For a product input or waste output `fp` of `p` that does not yet have a
provider process in `Q`, the matcher `M` generates a set of flow-score pairs
for the product outputs and waste inputs `fq` with a provider process in `Q`:

```
M: fp -> {(fq, sq) | fq in Q, sq in [0, 1]}
```

The generator selects then the top matching flows of `fq` with the following
rule where `epsilon` can be configured:

```
abs(1.0 - (sq_i / max(sq))) <= epsilon
```

A bridge process `b` is then generated that has a corresponding exchange for
each of these matching product outputs or waste inputs. The quantitative
reference of `b` is set to one unit of `fp` and the amount of a matching flow
`fq_i` is set to:

```
sq_i^2 / (sum(sq) * max(sq))
```

Only flows are currently selected that have the same reference flow property
as `fp` so that every amount in `b` has the same unit. The name of `b` is
set to the name of the reference flow with a `_bridge:` prefix and all processes
of `B` are stored in the `_bridge` category so that it is easy to identify
(and delete) them:

![](images/the_bridge_category.png)

For `p`, it should be then possible to create a product system that uses the
generated bridge processes `B` to connect `p` with `Q`:

![](images/product_system_of_p.png)

## Implemented matchers

### The `BigramsDiceMatcher`
This matcher extracts the [bigrams](https://en.wikipedia.org/wiki/Bigram) from
the words of the names of the flows that are compared and computes the
[Sørensen–Dice coefficient](https://en.wikipedia.org/wiki/S%C3%B8rensen%E2%80%93Dice_coefficient)
of these sets of bigrams. It is fast and simple and gives good results for
flow names that are relatively specific:

![](images/asphalt_dice.png)

However, flow names in LCA names often contain terms like `at plant` or
`production mix` that will lead to imprecise results using this matcher
without a filter:

![](images/concrete_dice.png)

### The `InfoContentMatcher`
The `InfoContentMatcher` computes the information content `I(w)` of a word `w`
as:

```
I(w) = |w| * e^(-alpha * freq(w))
```

`|w|` is the number of characters of `w` and `freq(w)` the absolute frequency of
`w` in the flow names of `fq`. With this, long words that are less frequent get
a higher weight than terms like `at plant` when calculating the similarity
between two flow names.
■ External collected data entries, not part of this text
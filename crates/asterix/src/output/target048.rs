//! CAT048 "Monoradar Target Report" output record.

use serde::Serialize;

#[derive(Debug, Clone, Default, Serialize)]
pub struct ModeCode {
    pub code: u16,
    pub v: bool,
    pub g: bool,
    pub l: bool,
}

#[derive(Debug, Clone, Default, Serialize)]
pub struct PolarPosition {
    pub range_m: f64,
    pub azimuth_rad: f64,
}

#[derive(Debug, Clone, Default, Serialize)]
pub struct CartesianPosition {
    pub x_m: f64,
    pub y_m: f64,
}

#[derive(Debug, Clone, Default, Serialize)]
pub struct Target048 {
    pub sac: Option<u8>,
    pub sic: Option<u8>,
    pub time_of_day_s: Option<f64>,
    pub polar_position: Option<PolarPosition>,
    pub cartesian_position: Option<CartesianPosition>,
    pub mode_3a: Option<ModeCode>,
    pub mode_c_ft: Option<i32>,
    pub mode_c_garbled: Option<bool>,
    pub mode_c_invalid: Option<bool>,
    pub height_3d_ft: Option<f64>,
    pub aircraft_address: Option<u32>,
    pub aircraft_identification: Option<String>,
    pub mode_s_mb_data: Vec<[u8; 8]>,
    pub simulated: bool,
    pub test_target: bool,
    pub ground_bit: bool,
    pub special_position_indication: bool,
    pub track_number: Option<u16>,
}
This fixes the `concrete` example above:

![](images/concrete_info.png)

However, words that have a high information content can describe completely
different things:

![](images/shaker_screen_info.png)

### The `WordNetPathMatcher`
This matcher calculates the similarities between flow names based on the
information content of the contained words as described above and a semantic
similarity score that is calculated as the path distance between two words
in [WordNet](https://wordnet.princeton.edu). It uses the
[WS4j](https://code.google.com/archive/p/ws4j) API to calculate this
distance. The WordNet database that comes with WS4j is maybe a bit
outdated. Also, technical terms that are common in LCA databases are often not
present in WordNet. This is why this matcher currently does not give much
better results than the `InfoContentMatcher`. However, combining lexical
matching, corpus statistics, and semantic similarities could in principal
give good results (see e.g. [this paper](https://arxiv.org/pdf/1802.05667.pdf)).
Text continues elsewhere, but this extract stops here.